Lors d’une réception donnée en son honneur, les choses dégénèrent joyeusement. Bill tente de se comporter comme un gentleman, mais ses réflexes populaires ressurgissent. Sally, blessée par l’attitude de la famille et consciente qu’on veut l’écarter, comprend qu’elle est devenue un obstacle à l’ascension de Bill. Elle se retire ou menace de retourner à Lambeth, pensant lui rendre service. C’est alors que le spectacle inverse la logique attendue. Au lieu de laisser l’aristocratie absorber Bill, Bill impose à l’aristocratie une part de son monde : « The Lambeth Walk » transforme la réception mondaine en moment de danse collective. Le quartier populaire entre dans le salon aristocratique, et il y entre en musique.
Le second acte approfondit le conflit. Bill est désormais plus proche du titre, mais plus éloigné de lui-même. On l’habille, on le prépare, on veut faire de lui un représentant acceptable des Hareford. Les ancêtres, la tradition, les obligations du rang pèsent sur lui. Le comique demeure, mais l’enjeu affectif devient plus net : sans Sally, l’héritage n’a plus vraiment de sens. Bill peut devenir comte, mais à quoi bon si cela signifie renoncer à celle avec qui il formait ce fameux « me and my girl » ?
Sir John, qui comprend mieux que les autres la sincérité du couple, devient un allié discret. La Duchesse elle-même finit par être moins inflexible qu’elle ne le paraissait. La logique sentimentale du musical travaille peu à peu contre la logique de classe. Le spectacle prépare alors sa résolution : Sally revient transformée. Elle apparaît élégante, raffinée, capable de parler et de se tenir comme une femme du monde. Elle prouve ainsi que les signes sociaux que les aristocrates prennent pour des vérités naturelles ne sont, au fond, que des codes que l’on peut apprendre.
Mais cette transformation n’est pas une capitulation. Sally ne devient pas intéressante parce qu’elle abandonne Lambeth; elle devient acceptable parce qu’elle révèle l’artificialité du jugement social. Bill, de son côté, comprend qu’il ne peut pas vivre dans un monde qui l’oblige à renier ce qu’il est. Le couple est finalement reconnu, non parce que Bill et Sally ont été entièrement “corrigés”, mais parce que le monde aristocratique a été forcé d’élargir ses propres limites.

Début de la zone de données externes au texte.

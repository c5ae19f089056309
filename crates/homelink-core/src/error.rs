// ── Core error types ──
//
// Caller-facing errors from homelink-core. Transport and protocol failures
// from homelink-api are translated at the boundary by the
// `From<homelink_api::Error>` impl; callers never match on reqwest or
// tungstenite errors directly.

use thiserror::Error;

/// Unified error type for the core crate.
#[derive(Debug, Clone, PartialEq, Eq, Error)]
pub enum CoreError {
    // ── Connection errors ────────────────────────────────────────────
    /// The backend rejected the access token. Fatal: the session stops
    /// and does not reconnect.
    #[error("Authentication failed: {message}")]
    AuthenticationFailed { message: String },

    #[error("Cannot connect to {url}: {reason}")]
    ConnectionFailed { url: String, reason: String },

    /// The connection instance that owned a request went away before a
    /// reply arrived.
    #[error("Connection closed before a reply arrived")]
    ConnectionClosed,

    #[error("Not connected")]
    NotConnected,

    // ── Request errors ───────────────────────────────────────────────
    #[error("Request {id} timed out after {timeout_ms}ms")]
    RequestTimeout { id: u64, timeout_ms: u64 },

    /// The backend answered a command with `success: false`.
    #[error("Command rejected by backend ({code}): {message}")]
    Rejected { code: String, message: String },

    #[error("Service {domain}.{service} did not respond within {timeout_ms}ms")]
    ServiceCallTimeout {
        domain: String,
        service: String,
        timeout_ms: u64,
    },

    #[error("Service call rejected ({code}): {message}")]
    ServiceCallRejected { code: String, message: String },

    // ── Data errors ──────────────────────────────────────────────────
    #[error("Failed to parse message: {message}")]
    Parse { message: String },

    #[error("Invalid entity id `{id}`: expected `<domain>.<object_id>`")]
    InvalidEntityId { id: String },

    #[error("Entity not found: {id}")]
    EntityNotFound { id: String },

    // ── API errors (wrapped, not exposed raw) ────────────────────────
    #[error("API error: {message}")]
    Api {
        message: String,
        /// HTTP status code (if applicable).
        status: Option<u16>,
    },

    // ── Configuration errors ─────────────────────────────────────────
    #[error("Configuration error: {message}")]
    Config { message: String },

    // ── Internal errors ──────────────────────────────────────────────
    #[error("Internal error: {0}")]
    Internal(String),
}

impl CoreError {
    /// Fatal errors end the session; nothing is retried after them.
    pub fn is_fatal(&self) -> bool {
        matches!(self, Self::AuthenticationFailed { .. } | Self::Config { .. })
    }

    /// Transient errors are resolved by the reconnection policy or by
    /// simply trying again.
    pub fn is_transient(&self) -> bool {
        match self {
            Self::ConnectionFailed { .. }
            | Self::ConnectionClosed
            | Self::NotConnected
            | Self::RequestTimeout { .. }
            | Self::ServiceCallTimeout { .. } => true,
            Self::Api { status, .. } => status.is_some_and(|s| s >= 500),
            _ => false,
        }
    }

    /// HTTP status carried by this error, if it came from the REST API.
    pub fn status(&self) -> Option<u16> {
        match self {
            Self::Api { status, .. } => *status,
            Self::EntityNotFound { .. } => Some(404),
            _ => None,
        }
    }
}

// ── Conversion from transport-layer errors ───────────────────────────

impl From<homelink_api::Error> for CoreError {
    fn from(err: homelink_api::Error) -> Self {
        use homelink_api::Error as Api;

        match err {
            Api::AuthInvalid { message } => CoreError::AuthenticationFailed { message },
            Api::InvalidToken(reason) => CoreError::Config {
                message: format!("Invalid access token: {reason}"),
            },
            Api::Transport(ref e) => {
                if e.is_connect() || e.is_timeout() {
                    CoreError::ConnectionFailed {
                        url: e.url().map(ToString::to_string).unwrap_or_default(),
                        reason: e.to_string(),
                    }
                } else {
                    CoreError::Api {
                        message: e.to_string(),
                        status: e.status().map(|s| s.as_u16()),
                    }
                }
            }
            Api::InvalidUrl(e) => CoreError::Config {
                message: format!("Invalid URL: {e}"),
            },
            Api::Tls(msg) => CoreError::ConnectionFailed {
                url: String::new(),
                reason: format!("TLS error: {msg}"),
            },
            Api::Http { status, message } => CoreError::Api {
                message,
                status: Some(status),
            },
            Api::WebSocketConnect(reason) => CoreError::ConnectionFailed {
                url: String::new(),
                reason: format!("WebSocket connection failed: {reason}"),
            },
            Api::WebSocketClosed { .. } => CoreError::ConnectionClosed,
            Api::Deserialization { message, body: _ } => CoreError::Parse { message },
            Api::Protocol(message) => CoreError::Parse { message },
        }
    }
}

#[cfg(test)]
mod tests {
    use super::*;

    #[test]
    fn auth_rejection_is_fatal() {
        let err = CoreError::from(homelink_api::Error::AuthInvalid {
            message: "Invalid access token or password".into(),
        });
        assert!(err.is_fatal());
        assert!(!err.is_transient());
    }

    #[test]
    fn closed_socket_is_transient() {
        let err = CoreError::from(homelink_api::Error::WebSocketClosed {
            code: 1006,
            reason: String::new(),
        });
        assert_eq!(err, CoreError::ConnectionClosed);
        assert!(err.is_transient());
    }

    #[test]
    fn http_status_is_preserved() {
        let err = CoreError::from(homelink_api::Error::Http {
            status: 502,
            message: "Bad Gateway".into(),
        });
        assert_eq!(err.status(), Some(502));
        assert!(err.is_transient());
    }

    #[test]
    fn timeouts_are_transient_not_fatal() {
        let err = CoreError::RequestTimeout {
            id: 4,
            timeout_ms: 10_000,
        };
        assert!(err.is_transient());
        assert!(!err.is_fatal());
        assert_eq!(err.to_string(), "Request 4 timed out after 10000ms");
    }
}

La conclusion réconcilie donc les deux espaces du spectacle. Bill peut hériter, Sally peut rester à ses côtés, et les Hareford acceptent cette alliance improbable entre titre ancien et vitalité populaire. La comédie s’achève sur une intégration joyeuse : non pas la victoire brutale d’une classe sur l’autre, mais une fantaisie de réconciliation nationale où l’aristocratie apprend à danser avec Lambeth. C’est évidemment très optimiste, très artificiel, et totalement délicieux — bref, du musical comedy britannique pur jus.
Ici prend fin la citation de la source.